Stored items —
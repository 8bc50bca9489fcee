use anyhow::Result;
use console::{style, Emoji};
use indicatif::{ProgressBar, ProgressStyle};
use std::path::Path;

use crate::config::Config;
use crate::search::{create_embedder, Chunker, Indexer, ParquetStore};

static INDEXING: Emoji<'_, '_> = Emoji("📊 ", "");
static SUCCESS: Emoji<'_, '_> = Emoji("✅ ", "");
static INFO: Emoji<'_, '_> = Emoji("ℹ️  ", "");

pub async fn run_build(
    config: &Config,
    document: Option<&Path>,
    store: Option<&Path>,
    force: bool,
) -> Result<()> {
    let document = document.unwrap_or(config.paths.document.as_path());
    let store_path = super::store_path(config, store);

    let embedder = create_embedder(&config.embedding)?;
    let chunker = Chunker::from_config(&config.chunking)?;
    let indexer = Indexer::new(embedder, chunker, &config.embedding);

    let pb = ProgressBar::new_spinner();
    pb.set_style(ProgressStyle::default_spinner().template("{spinner:.green} {msg}")?);
    pb.set_message(format!("{}Indexing {}...", INDEXING, document.display()));
    pb.enable_steady_tick(std::time::Duration::from_millis(100));

    let result = indexer.build(document, &store_path, force).await;
    pb.finish_and_clear();
    let result = result?;

    if result.skipped {
        println!(
            "{}Vector store already exists at {}. Use --force to rebuild.",
            INFO,
            style(store_path.display()).green()
        );
        return Ok(());
    }

    println!("\n{}Indexing complete!\n", SUCCESS);
    println!("  Chunks:          {}", style(result.chunks).cyan());
    println!("  Dimension:       {}", style(result.dimension).cyan());
    println!("  Store:           {}", style(store_path.display()).green());
    println!(
        "  Elapsed:         {}",
        style(format!("{:.2?}", result.elapsed)).dim()
    );

    Ok(())
}

pub fn run_info(config: &Config, store: Option<&Path>) -> Result<()> {
    let store_path = super::store_path(config, store);

    if !store_path.exists() {
        println!("{}No vector store found at {}", INFO, store_path.display());
        println!("Run `docrag build` to create it.");
        return Ok(());
    }

    let stats = ParquetStore::new(&store_path).stats()?;

    println!("\n{}Store: {}\n", INFO, store_path.display());
    println!("  Records:         {}", style(stats.records).green());
    println!("  Dimension:       {}", style(stats.dimension).cyan());
    println!("  Model:           {}", style(&stats.model).cyan());
    println!("  Normalized:      {}", stats.normalized);
    println!(
        "  Size:            {} KB",
        style(stats.file_size_bytes / 1024).yellow()
    );
    if let Some(created) = stats.created_at {
        println!(
            "  Created:         {}",
            style(created.format("%Y-%m-%d %H:%M:%S")).dim()
        );
    }

    Ok(())
}
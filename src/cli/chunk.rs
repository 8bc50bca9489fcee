use anyhow::{Context, Result};
use console::{style, Emoji};
use std::fs;
use std::path::Path;

use crate::config::Config;
use crate::search::chunker::{write_jsonl, Chunker};

static SUCCESS: Emoji<'_, '_> = Emoji("✅ ", "");

pub fn run_chunk(config: &Config, document: Option<&Path>, output: Option<&Path>) -> Result<()> {
    let document = document.unwrap_or(config.paths.document.as_path());
    let output = output.unwrap_or(config.paths.chunks.as_path());

    let text = fs::read_to_string(document)
        .with_context(|| format!("cannot read document {}", document.display()))?;

    let chunker = Chunker::from_config(&config.chunking)?;
    let chunks = chunker.chunk_all(&text);
    write_jsonl(&chunks, output)?;

    println!(
        "{}Wrote {} chunks to {}",
        SUCCESS,
        style(chunks.len()).cyan(),
        style(output.display()).green()
    );

    Ok(())
}
#[cfg(feature = "candle")]
mod candle;
mod hashing;

#[cfg(feature = "candle")]
pub use self::candle::CandleEmbedder;
pub use hashing::HashEmbedder;

use async_trait::async_trait;
use std::sync::Arc;

use crate::config::{EmbeddingConfig, EmbeddingProvider};
use crate::error::{Error, Result};

use super::store::l2_norm;

/// Maps text to a fixed-width vector.
///
/// Implementations are deterministic for a given model, never touch the
/// network, and return raw (unnormalized) vectors. `embed_batch` must
/// return exactly what repeated `embed` calls would.
#[async_trait]
pub trait Embedder: Send + Sync {
    /// Identifier recorded in the store and checked at query time.
    fn model_id(&self) -> &str;
    fn dimensions(&self) -> usize;
    async fn embed(&self, text: &str) -> Result<Vec<f32>>;
    async fn embed_batch(&self, texts: &[String]) -> Result<Vec<Vec<f32>>>;
}

/// Build the configured backend. Model weights are loaded here, once.
pub fn create_embedder(config: &EmbeddingConfig) -> Result<Arc<dyn Embedder>> {
    match config.provider {
        EmbeddingProvider::Hash => Ok(Arc::new(HashEmbedder::new(config.dimensions)?)),
        #[cfg(feature = "candle")]
        EmbeddingProvider::Candle => Ok(Arc::new(CandleEmbedder::load(
            &config.model,
            &config.model_dir,
        )?)),
        #[cfg(not(feature = "candle"))]
        EmbeddingProvider::Candle => Err(Error::ModelUnavailable(
            "docrag was built without the `candle` feature".to_string(),
        )),
    }
}

/// Reject text that is empty once trimmed.
pub(crate) fn checked_text(text: &str) -> Result<&str> {
    let trimmed = text.trim();
    if trimmed.is_empty() {
        return Err(Error::InvalidInput("cannot embed empty text".into()));
    }
    Ok(trimmed)
}

/// Scale to unit length in place. Zero vectors are left as they are.
pub fn normalize(vector: &mut [f32]) {
    let norm = l2_norm(vector);
    if norm > 0.0 {
        vector.iter_mut().for_each(|v| *v /= norm);
    }
}

#[cfg(test)]
mod tests {
    use super::*;

    #[test]
    fn test_normalize() {
        let mut v = vec![3.0, 4.0];
        normalize(&mut v);
        assert!((v[0] - 0.6).abs() < 1e-6);
        assert!((v[1] - 0.8).abs() < 1e-6);

        let mut zero = vec![0.0, 0.0];
        normalize(&mut zero);
        assert_eq!(zero, vec![0.0, 0.0]);
    }

    #[test]
    fn test_checked_text() {
        assert_eq!(checked_text("  hi ").unwrap(), "hi");
        assert!(matches!(checked_text(" \n\t "), Err(Error::InvalidInput(_))));
    }

    #[test]
    fn test_create_hash_embedder() {
        let config = EmbeddingConfig {
            dimensions: 32,
            ..EmbeddingConfig::default()
        };
        let embedder = create_embedder(&config).unwrap();
        assert_eq!(embedder.dimensions(), 32);
        assert_eq!(embedder.model_id(), "hash-v1-32");
    }

    #[cfg(not(feature = "candle"))]
    #[test]
    fn test_candle_unavailable_without_feature() {
        let config = EmbeddingConfig {
            provider: EmbeddingProvider::Candle,
            ..EmbeddingConfig::default()
        };
        assert!(matches!(
            create_embedder(&config),
            Err(Error::ModelUnavailable(_))
        ));
    }

    #[cfg(feature = "candle")]
    #[test]
    fn test_candle_missing_model_dir() {
        let dir = tempfile::tempdir().unwrap();
        let config = EmbeddingConfig {
            provider: EmbeddingProvider::Candle,
            model_dir: dir.path().join("nothing-here"),
            ..EmbeddingConfig::default()
        };
        assert!(matches!(
            create_embedder(&config),
            Err(Error::ModelUnavailable(_))
        ));
    }
}
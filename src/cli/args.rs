use clap::{Parser, Subcommand};
use std::path::PathBuf;

#[derive(Parser, Debug)]
#[command(name = "docrag")]
#[command(author, version, about = "Offline retrieval over a structured text manual", long_about = None)]
pub struct Args {
    /// Path to config file (default: ./docrag.toml when present)
    #[arg(short, long, global = true)]
    pub config: Option<PathBuf>,

    /// Enable debug logging
    #[arg(short, long, global = true)]
    pub verbose: bool,

    #[command(subcommand)]
    pub command: Command,
}

#[derive(Subcommand, Debug)]
pub enum Command {
    /// Split a document into headed chunks and write them as JSON lines
    Chunk {
        /// Document to chunk (default: paths.document)
        document: Option<PathBuf>,

        /// Output file (default: paths.chunks)
        #[arg(short, long)]
        output: Option<PathBuf>,
    },

    /// Chunk, embed and persist a document into the vector store
    Build {
        /// Document to index (default: paths.document)
        document: Option<PathBuf>,

        /// Store file (default: paths.store)
        #[arg(long)]
        store: Option<PathBuf>,

        /// Rebuild even if the store already exists
        #[arg(short, long)]
        force: bool,
    },

    /// Retrieve the passages closest to a query
    Search {
        /// Query text
        query: String,

        /// Number of passages (default: search.top_k)
        #[arg(short = 'k', long)]
        top_k: Option<usize>,

        /// Output results as JSON
        #[arg(long)]
        json: bool,

        /// Store file (default: paths.store)
        #[arg(long)]
        store: Option<PathBuf>,
    },

    /// Show vector store statistics
    Info {
        /// Store file (default: paths.store)
        #[arg(long)]
        store: Option<PathBuf>,
    },

    /// Score a candidate answer against an ideal answer
    Evaluate {
        /// Question used to retrieve supporting passages
        question: String,

        /// Candidate answer to score
        #[arg(long)]
        answer: String,

        /// Reference answer
        #[arg(long)]
        ideal: String,

        /// Output the report as JSON
        #[arg(long)]
        json: bool,

        /// Store file (default: paths.store)
        #[arg(long)]
        store: Option<PathBuf>,
    },
}
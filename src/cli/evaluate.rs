use anyhow::Result;
use console::{style, Emoji};
use serde::Serialize;
use std::path::Path;

use crate::config::Config;
use crate::search::Passage;

static SCORE: Emoji<'_, '_> = Emoji("🎯 ", "");

#[derive(Debug, Serialize)]
struct EvaluationReport<'a> {
    question: &'a str,
    answer: &'a str,
    ideal: &'a str,
    similarity: f32,
    passages: Vec<Passage>,
}

/// Retrieve context for `question` and score `answer` against `ideal`.
///
/// Producing the answer is left to an external generator; the caller
/// supplies it here.
pub async fn run_evaluate(
    config: &Config,
    question: &str,
    answer: &str,
    ideal: &str,
    json: bool,
    store: Option<&Path>,
) -> Result<()> {
    let retriever = super::open_retriever(config, store)?;
    let passages = retriever
        .retrieve(question, config.search.evaluation_top_k)
        .await?;
    let similarity = retriever.similarity(answer, ideal).await?;

    let report = EvaluationReport {
        question,
        answer,
        ideal,
        similarity,
        passages,
    };

    if json {
        println!("{}", serde_json::to_string_pretty(&report)?);
        return Ok(());
    }

    println!("\n{}Similarity: {}\n", SCORE, style(format!("{:.4}", report.similarity)).cyan().bold());
    println!(
        "  Context passages: {}",
        style(report.passages.len()).green()
    );
    for passage in &report.passages {
        println!(
            "  {} {}",
            style(format!("{:.3}", passage.score)).dim(),
            passage.heading
        );
    }

    Ok(())
}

Directions —
The required output is every line above from the one with "pub struct Args" down to the one with "#[command(subcommand)]", restated word for word, ends included.

Exercise result —
pub struct Args {
    /// Path to config file (default: ./docrag.toml when present)
    #[arg(short, long, global = true)]
    pub config: Option<PathBuf>,

    /// Enable debug logging
    #[arg(short, long, global = true)]
    pub verbose: bool,

    #[command(subcommand)]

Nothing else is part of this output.